Paul Keating superannuation
(Image: AAP/Darren England)

The claim

Hundreds of thousands of Australians have rushed to access their superannuation early as part of the federal government’s coronavirus response plan. But with more than $30 billion now withdrawn, questions are being asked about the wisdom of raiding future retirement savings to pay for the present.

Paul Keating, who as treasurer and later prime minister oversaw the design and introduction of Australia’s compulsory superannuation system, accused the government of leaning on the system to pay for the coronavirus stimulus, arguing there had been no assessment of whether people were eligible.

“There’s been no scrutiny whatsoever,” Keating told an Industry Super Australia webinar on August 4. “$20,000, all up, and you can take it.”

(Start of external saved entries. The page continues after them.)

use crate::{
    constants::{Radian, DPI, KEPLER_MAX_ITERATIONS, KEPLER_TOLERANCE},
    orrery_errors::OrreryError,
};

/// Principal value of an angle, in [0, 2π).
pub fn principal_angle(a: f64) -> f64 {
    a.rem_euclid(DPI)
}

/// Solve Kepler's equation `E = M + e·sin(E)` by fixed-point iteration.
///
/// The iteration starts at `E0 = M` and stops once two successive iterates differ by less
/// than [`KEPLER_TOLERANCE`]. The contraction factor is `e·|cos E|`, so convergence slows
/// down as `e → 1`; the loop is capped at [`KEPLER_MAX_ITERATIONS`].
///
/// Arguments
/// ---------
/// * `mean_anomaly` – Mean anomaly `M` (radians).
/// * `eccentricity` – Eccentricity `e`, expected in `[0, 1)`.
///
/// Return
/// ------
/// * The eccentric anomaly `E` (radians), or [`OrreryError::KeplerNonConvergence`]
///   when the cap is reached.
pub fn solve_kepler_fixed_point(
    mean_anomaly: Radian,
    eccentricity: f64,
) -> Result<Radian, OrreryError> {
    let mut e0 = mean_anomaly;
    for _ in 0..KEPLER_MAX_ITERATIONS {
        let e1 = mean_anomaly + eccentricity * e0.sin();
        let diff = (e1 - e0).abs();
        e0 = e1;
        if diff < KEPLER_TOLERANCE {
            return Ok(e0);
        }
    }

    Err(OrreryError::KeplerNonConvergence {
        mean_anomaly,
        eccentricity,
        iterations: KEPLER_MAX_ITERATIONS,
    })
}

/// True anomaly `v = 2·atan( sqrt((1+e)/(1-e)) · tan(E/2) )`.
pub fn true_anomaly(eccentric_anomaly: Radian, eccentricity: f64) -> Radian {
    let factor = ((1.0 + eccentricity) / (1.0 - eccentricity)).sqrt();
    2.0 * (factor * (eccentric_anomaly / 2.0).tan()).atan()
}

#[cfg(test)]
mod kepler_test {
    use super::*;
    use approx::assert_abs_diff_eq;

    #[test]
    fn test_principal_angle() {
        assert_abs_diff_eq!(principal_angle(-0.5), DPI - 0.5, epsilon = 1e-15);
        assert_abs_diff_eq!(principal_angle(DPI + 1.0), 1.0, epsilon = 1e-12);
        assert_eq!(principal_angle(0.0), 0.0);
    }

    #[test]
    fn test_circular_orbit_is_identity() {
        let e = solve_kepler_fixed_point(1.0, 0.0).unwrap();
        assert_eq!(e, 1.0);
    }

    #[test]
    fn test_residual_is_small() {
        for &ecc in &[0.0167, 0.2056, 0.5, 0.85] {
            for k in 0..24 {
                let m = k as f64 * DPI / 24.0;
                let e = solve_kepler_fixed_point(m, ecc).unwrap();
                let residual = e - ecc * e.sin() - m;
                assert!(residual.abs() < 1e-6, "e={ecc} M={m} residual={residual}");
            }
        }
    }

    #[test]
    fn test_non_convergence_is_reported() {
        let res = solve_kepler_fixed_point(f64::NAN, 0.5);
        assert!(matches!(
            res,
            Err(OrreryError::KeplerNonConvergence {
                iterations: KEPLER_MAX_ITERATIONS,
                eccentricity,
                ..
            }) if eccentricity == 0.5
        ));
    }

    #[test]
    fn test_true_anomaly_at_apses() {
        assert_abs_diff_eq!(true_anomaly(0.0, 0.3), 0.0, epsilon = 1e-15);
        // E = π/2 on a circle gives v = π/2
        assert_abs_diff_eq!(
            true_anomaly(std::f64::consts::FRAC_PI_2, 0.0),
            std::f64::consts::FRAC_PI_2,
            epsilon = 1e-12
        );
    }
}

Is it correct that Australians have been allowed to access their superannuation early with “no scrutiny”?

The verdict

Keating’s claim is overstated.

The Australian Taxation Office relies on the self-assessment system to determine whether a person is eligible to access their superannuation early.

The self-assessment system, which underpins Australia’s income tax regime, requires individuals to make honest declarations about their financial circumstances. Under this system, if an individual is found to have misrepresented their situation, they face being penalised.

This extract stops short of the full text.